CONTRATAPA
Asuntos penales
› Por Juan Sasturain
Desde que el árbitro Furchi “le dio” tres penales a Independiente en la primera fecha del Apertura –y no “le dio” uno anoche a Banfield–, el tema ha vuelto a ponerse una vez más a tiro. A tiro de doce pasos, precisamente. La cuestión no sólo es si los penales “fueron” o no, sino cuál es el significado de ese fuero particular que rige ciertas infracciones en el fútbol: el ominoso y discutido fuero penal.
Porque –en la Argentina al menos– los referís son más jueces que árbitros, más administradores de Justicia que mediadores necesarios en los que se delega, por acuerdo, la resolución de los conflictos. En buena lógica, arbitrar es decidir con equidad sin lesionar intereses legítimos; no se trata de encontrar culpables y administrar castigos. Es lo que va de hacer respetar reglas a aplicar leyes. En el caso extremo del penal, se dice que el árbitro “sanciona la pena máxima”. Además, cabe recordar que entre nosotros existe el Tribunal de Penas. Algo muy serio.
La criolla terminología es resultado de ese subrayado judicial. Sin ir muy lejos, comparar con el léxico empleado en otras latitudes puede ser revelador. Así, mientras en España los llamados burocráticamente colegiados sólo “pitan”, en la Argentina los sobreestimados jueces “cobran”. Es decir, te pasan la factura, te hacen la boleta como los chanchos inspectores de tránsito. La “falta” argentina, sea mano, offside o foul, no es simplemente una infracción, trasgresión del reglamento, sino una ofensa personal al árbitro, enemigo natural del jugador que, cuando puede, se la cobra. Lo curioso (o no) es que en España, al mantenerse más clara la función mediadora del árbitro, los que “cobran” las faltas son los jugadores del equipo rival, los mismos que para nosotros “ejecutan” los tiros libres... A unos se los dan y a otros se los cobran.
Es decir que utilizando la terminología cara a Woody Allen, en nuestro fútbol estamos más cerca de concebir las infracciones futboleras como delitos antes que como faltas. Se trata de asuntos penales.
Precisamente, en cuanto a los (tiros) penales –“penalty” han conservado los españoles del “penalty kick” inglés; “calcio de rigore”, dicen los italianos– su condición inequívoca de literal fusilamiento pone la cuestión en otro orden de cosas. El de las definiciones, el de la incidencia directa en el resultado. Popular, estadísticamente: un penal es más de medio gol.

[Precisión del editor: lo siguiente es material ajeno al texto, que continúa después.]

//! Decision variables and constraint builders.
//!
//! Two boolean variable layers share the model:
//!
//! - `x[g][t][s]`: guest `g` sits at table `t` in seat `s`;
//! - `y[g][t]`: guest `g` sits at table `t` in any seat.
//!
//! The `y` layer decouples "which table" from "which seat within it", which
//! keeps group cohesion and affinity co-location linear instead of quadratic
//! in seats. Seat adjacency is circular everywhere: seat `s` neighbors
//! `(s - 1) mod cap` and `(s + 1) mod cap`.

use good_lp::{constraint, Constraint, Expression, ProblemVariables, Variable, VariableDefinition};

use super::mapping::ProblemMapping;
use super::SolveError;

/// The shared boolean variable families of one seating model.
pub(crate) struct SeatingVars {
    /// `x[guest][table][seat]`
    pub x: Vec<Vec<Vec<Variable>>>,
    /// `y[guest][table]`
    pub y: Vec<Vec<Variable>>,
}

impl SeatingVars {
    /// Declares one `x` variable per (guest, table, seat) and one `y` per
    /// (guest, table).
    pub fn declare(vars: &mut ProblemVariables, mapping: &ProblemMapping) -> Self {
        let mut x = Vec::with_capacity(mapping.num_guests());
        let mut y = Vec::with_capacity(mapping.num_guests());
        for g in 0..mapping.num_guests() {
            let mut x_row = Vec::with_capacity(mapping.num_tables());
            let mut y_row = Vec::with_capacity(mapping.num_tables());
            for table in &mapping.tables {
                let t = table.index;
                y_row.push(vars.add(
                    VariableDefinition::new()
                        .binary()
                        .name(format!("y_{g}_{t}")),
                ));
                let seats = (0..table.capacity)
                    .map(|s| {
                        vars.add(
                            VariableDefinition::new()
                                .binary()
                                .name(format!("x_{g}_{t}_{s}")),
                        )
                    })
                    .collect();
                x_row.push(seats);
            }
            x.push(x_row);
            y.push(y_row);
        }
        SeatingVars { x, y }
    }
}

/// C1 and C2: every guest occupies exactly one seat, and every seat hosts at
/// most one guest.
pub(crate) fn add_assignment_constraints(
    cons: &mut Vec<Constraint>,
    seating: &SeatingVars,
    mapping: &ProblemMapping,
) {
    for g in 0..mapping.num_guests() {
        let mut seats_of_guest = Expression::default();
        for table in &mapping.tables {
            for s in 0..table.capacity as usize {
                seats_of_guest += seating.x[g][table.index][s];
            }
        }
        cons.push(constraint!(seats_of_guest == 1));
    }

    for table in &mapping.tables {
        for s in 0..table.capacity as usize {
            let mut guests_at_seat = Expression::default();
            for g in 0..mapping.num_guests() {
                guests_at_seat += seating.x[g][table.index][s];
            }
            cons.push(constraint!(guests_at_seat <= 1));
        }
    }
}

/// C3: `y[g][t]` equals the boolean OR over that table's seat variables.
///
/// Linearized as `y ≥ x[s]` for every seat plus `y ≤ Σ x[s]`; together with
/// C1 this pins `y` to exactly the occupied table.
pub(crate) fn add_table_link_constraints(
    cons: &mut Vec<Constraint>,
    seating: &SeatingVars,
    mapping: &ProblemMapping,
) {
    for g in 0..mapping.num_guests() {
        for table in &mapping.tables {
            let t = table.index;
            let mut any_seat = Expression::default();
            for s in 0..table.capacity as usize {
                cons.push(constraint!(seating.y[g][t] - seating.x[g][t][s] >= 0));
                any_seat += seating.x[g][t][s];
            }
            cons.push(constraint!(seating.y[g][t] - any_seat <= 0));
        }
    }
}

/// C4: all members of a group share a table with the group representative,
/// without naming which table.
pub(crate) fn add_group_cohesion_constraints(
    cons: &mut Vec<Constraint>,
    seating: &SeatingVars,
    mapping: &ProblemMapping,
) {
    for group in &mapping.groups {
        if group.guest_indices.len() < 2 {
            continue;
        }
        let rep = group.representative();
        for &member in &group.guest_indices[1..] {
            for t in 0..mapping.num_tables() {
                cons.push(constraint!(seating.y[member][t] - seating.y[rep][t] == 0));
            }
        }
    }
}

/// C5′: partners occupy neighboring seats.
///
/// For every table and seat: if `a` sits at `(t, s)`, then `b` sits at
/// `(t, s − 1)` or `(t, s + 1)` (mod capacity), and symmetrically. Sharing a
/// table is implied.
pub(crate) fn add_partner_adjacency_constraints(
    cons: &mut Vec<Constraint>,
    seating: &SeatingVars,
    mapping: &ProblemMapping,
) {
    for &(a, b) in &mapping.partner_pairs {
        for table in &mapping.tables {
            let t = table.index;
            let cap = table.capacity as usize;
            for s in 0..cap {
                let left = (s + cap - 1) % cap;
                let right = (s + 1) % cap;
                cons.push(constraint!(
                    seating.x[b][t][left] + seating.x[b][t][right] - seating.x[a][t][s] >= 0
                ));
                cons.push(constraint!(
                    seating.x[a][t][left] + seating.x[a][t][right] - seating.x[b][t][s] >= 0
                ));
            }
        }
    }
}

/// C5: an adjacent group occupies one contiguous circular block of seats.
///
/// One block indicator `b[t][s]` exists per candidate start seat on every
/// table large enough for the group; exactly one indicator is chosen. A
/// chosen block forces every member into some block seat and every block
/// seat to host some member. Cohesion (C4) is posted independently and is
/// not assumed here.
pub(crate) fn add_adjacent_block_constraints(
    vars: &mut ProblemVariables,
    cons: &mut Vec<Constraint>,
    seating: &SeatingVars,
    mapping: &ProblemMapping,
) -> Result<(), SolveError> {
    for group in &mapping.groups {
        let n = group.guest_indices.len();
        if !group.adjacent || n < 2 {
            continue;
        }

        let mut block_choice = Expression::default();
        let mut any_candidate = false;
        for table in &mapping.tables {
            let t = table.index;
            let cap = table.capacity as usize;
            if cap < n {
                continue;
            }
            // Circular blocks: every seat is a valid start.
            for start in 0..cap {
                let block = vars.add(
                    VariableDefinition::new()
                        .binary()
                        .name(format!("block_{}_{t}_{start}", group.index)),
                );
                any_candidate = true;
                block_choice += block;

                for &member in &group.guest_indices {
                    let mut member_in_block = Expression::default();
                    for k in 0..n {
                        member_in_block += seating.x[member][t][(start + k) % cap];
                    }
                    cons.push(constraint!(member_in_block - block >= 0));
                }
                for k in 0..n {
                    let seat = (start + k) % cap;
                    let mut seat_taken_by_member = Expression::default();
                    for &member in &group.guest_indices {
                        seat_taken_by_member += seating.x[member][t][seat];
                    }
                    cons.push(constraint!(seat_taken_by_member - block >= 0));
                }
            }
        }

        if !any_candidate {
            // Unreachable: validation rejects groups larger than every table.
            return Err(SolveError::ModelBuild {
                message: format!(
                    "no table can host the {n}-seat block of group '{}'",
                    group.id
                ),
            });
        }
        cons.push(constraint!(block_choice == 1));
    }
    Ok(())
}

Los penales tienen por lo menos dos maneras de existir. Una, objetiva en términos existenciales: son o no son penales; “fue” o “no fue” se discute y hoy día se verifica (?) con la tele mediante. Otra, objetiva en términos estadísticos: el réferi “los da” o “no los da”. Y no se dan todos los que son ni son todos los que se dan. En ese vacío, en esa grieta se mueve la decisión, el criterio y el destino del árbitro.
En la práctica, los penales –y las expulsiones, el otro índice testigo, aunque no tan relevante– suelen ser una especie de bonus track que se guarda el árbitro, espacio de extraña discrecionalidad (dar o no dar, cobrar o no cobrar) desde donde puede en cierto momento revertir una situación personal, jugar un destino ajeno, encender una mecha o apagar un incendio. En ciertos casos, dar penales y/o expulsar jugadores pueden ser gestos que, por omisión o recurrencia, definen una personalidad, se convierten en revelador de carácter. El juez se desnuda en público.
Por eso, tácitamente, todos sabemos –y el juez sobre todo– que el “área penal” es un espacio regido por una legalidad diferente de la del resto del campo. Todo se pone en blanco sobre negro, las diferencias entre lo venial y lo capital se agudizan, pasa a ser significativa la evaluación de intenciones, estamos en el lugar del crimen. Del penal alevoso al penal culposo; del suicidio inducido a la muerte accidental. El árbitro es policía, fiscal y juez frente a 22 potenciales delincuentes, con millaresde testigos presenciales que opinan de viva voz pero a los que no puede consultar.
La vocación arbitral –si existe– sigue siendo un misterio para mí.